(Collected data entries)
>>>>
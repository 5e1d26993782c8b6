use k8s_openapi::api::apps::v1::Deployment;
use k8s_openapi::api::core::v1::Service;
use kube::{Resource, ResourceExt};
use tracing::{info, instrument};

use super::ControllerContext;
use super::errors::ReconcileError;
use super::events::{EventKind, REASON_DELETED, REASON_FINALIZED};
use super::finalizer::FinalizerManager;
use crate::crd::{DNSRecord, IngressController};
use crate::store::{ObjectKey, ObjectStore, StoreObject, kind_of};
use crate::templates::{
    OWNING_INGRESS_CONTROLLER_LABEL, load_balancer_service_name,
    router_deployment_name,
};

/// Delete an object, treating "already gone" as success. Returns whether a
/// delete was issued against an existing object.
pub(crate) async fn delete_if_present<S, K>(
    store: &S,
    key: &ObjectKey,
) -> Result<bool, ReconcileError>
where
    S: ObjectStore,
    K: StoreObject,
{
    match store.delete::<K>(key).await {
        Ok(()) => Ok(true),
        Err(e) if e.is_not_found() => Ok(false),
        Err(e) => Err(ReconcileError::store(
            format!("delete {} {}", kind_of::<K>().to_lowercase(), key),
            e,
        )),
    }
}

/// Tears a terminating IngressController down: load balancer exposure and
/// DNS first, then the router deployment, then the finalizer.
pub struct DeletionSequencer<S> {
    ctx: ControllerContext<S>,
    finalizers: FinalizerManager<S>,
}

impl<S: ObjectStore> DeletionSequencer<S> {
    pub fn new(ctx: ControllerContext<S>) -> Self {
        Self {
            finalizers: FinalizerManager::new(ctx.clone()),
            ctx,
        }
    }

    fn router_key(&self, name: &str) -> (ObjectKey, ObjectKey) {
        let ns = self.ctx.cfg.router_namespace.as_str();
        (
            ObjectKey::namespaced(ns, &load_balancer_service_name(name)),
            ObjectKey::namespaced(ns, &router_deployment_name(name)),
        )
    }

    /// Delete the load balancer service and wait for the cloud provider to
    /// release it before removing DNS records that point at its address.
    async fn finalize_load_balancer(
        &self,
        ic: &IngressController,
    ) -> Result<(), ReconcileError> {
        let store = self.ctx.store.as_ref();
        let name = ic.name_any();
        let (lb_key, _) = self.router_key(&name);

        if delete_if_present::<_, Service>(store, &lb_key).await? {
            info!(service = %lb_key, "deleted load balancer service");
        }
        match store.get::<Service>(&lb_key).await {
            Ok(_) => {
                return Err(ReconcileError::LoadBalancerPending(
                    lb_key.to_string(),
                ));
            }
            Err(e) if e.is_not_found() => {}
            Err(e) => {
                return Err(ReconcileError::store(
                    format!("get service {}", lb_key),
                    e,
                ));
            }
        }

        let selector = format!("{}={}", OWNING_INGRESS_CONTROLLER_LABEL, name);
        let records = store
            .list::<DNSRecord>(
                Some(self.ctx.cfg.router_namespace.as_str()),
                Some(&selector),
            )
            .await
            .map_err(|e| ReconcileError::store("list dnsrecords", e))?;
        for record in records {
            let key = ObjectKey::of(&record);
            if delete_if_present::<_, DNSRecord>(store, &key).await? {
                info!(record = %key, "deleted dns record");
            }
        }
        Ok(())
    }

    #[instrument(skip_all, fields(name = %ic.name_any()))]
    pub async fn finalize(
        &self,
        ic: &mut IngressController,
    ) -> Result<(), ReconcileError> {
        if !ic.is_terminating() {
            return Ok(());
        }
        let name = ic.name_any();
        let oref = ic.object_ref(&());

        self.finalize_load_balancer(ic).await?;
        info!("finalized load balancer service");

        let (_, dep_key) = self.router_key(&name);
        if delete_if_present::<_, Deployment>(self.ctx.store.as_ref(), &dep_key)
            .await?
        {
            self.ctx
                .recorder
                .record(
                    &oref,
                    EventKind::Normal,
                    REASON_DELETED,
                    format!("deleted router deployment {}", dep_key),
                )
                .await;
        }
        info!(deployment = %dep_key, "deleted router deployment");

        self.finalizers.remove(ic).await?;
        self.ctx
            .recorder
            .record(
                &oref,
                EventKind::Normal,
                REASON_FINALIZED,
                "released ingresscontroller".to_string(),
            )
            .await;
        Ok(())
    }
}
<<<<
▶ [Task statement] The lines from the first of the entries through the line holding "fn router_key(&self, name: &str)" are to be restated word for word, and no others.

▶ [Output of the task]
repository 5e1d26993782c8b6
use k8s_openapi::api::apps::v1::Deployment;
use k8s_openapi::api::core::v1::Service;
use kube::{Resource, ResourceExt};
use tracing::{info, instrument};

use super::ControllerContext;
use super::errors::ReconcileError;
use super::events::{EventKind, REASON_DELETED, REASON_FINALIZED};
use super::finalizer::FinalizerManager;
use crate::crd::{DNSRecord, IngressController};
use crate::store::{ObjectKey, ObjectStore, StoreObject, kind_of};
use crate::templates::{
    OWNING_INGRESS_CONTROLLER_LABEL, load_balancer_service_name,
    router_deployment_name,
};

/// Delete an object, treating "already gone" as success. Returns whether a
/// delete was issued against an existing object.
pub(crate) async fn delete_if_present<S, K>(
    store: &S,
    key: &ObjectKey,
) -> Result<bool, ReconcileError>
where
    S: ObjectStore,
    K: StoreObject,
{
    match store.delete::<K>(key).await {
        Ok(()) => Ok(true),
        Err(e) if e.is_not_found() => Ok(false),
        Err(e) => Err(ReconcileError::store(
            format!("delete {} {}", kind_of::<K>().to_lowercase(), key),
            e,
        )),
    }
}

/// Tears a terminating IngressController down: load balancer exposure and
/// DNS first, then the router deployment, then the finalizer.
pub struct DeletionSequencer<S> {
    ctx: ControllerContext<S>,
    finalizers: FinalizerManager<S>,
}

impl<S: ObjectStore> DeletionSequencer<S> {
    pub fn new(ctx: ControllerContext<S>) -> Self {
        Self {
            finalizers: FinalizerManager::new(ctx.clone()),
            ctx,
        }
    }

    fn router_key(&self, name: &str) -> (ObjectKey, ObjectKey) {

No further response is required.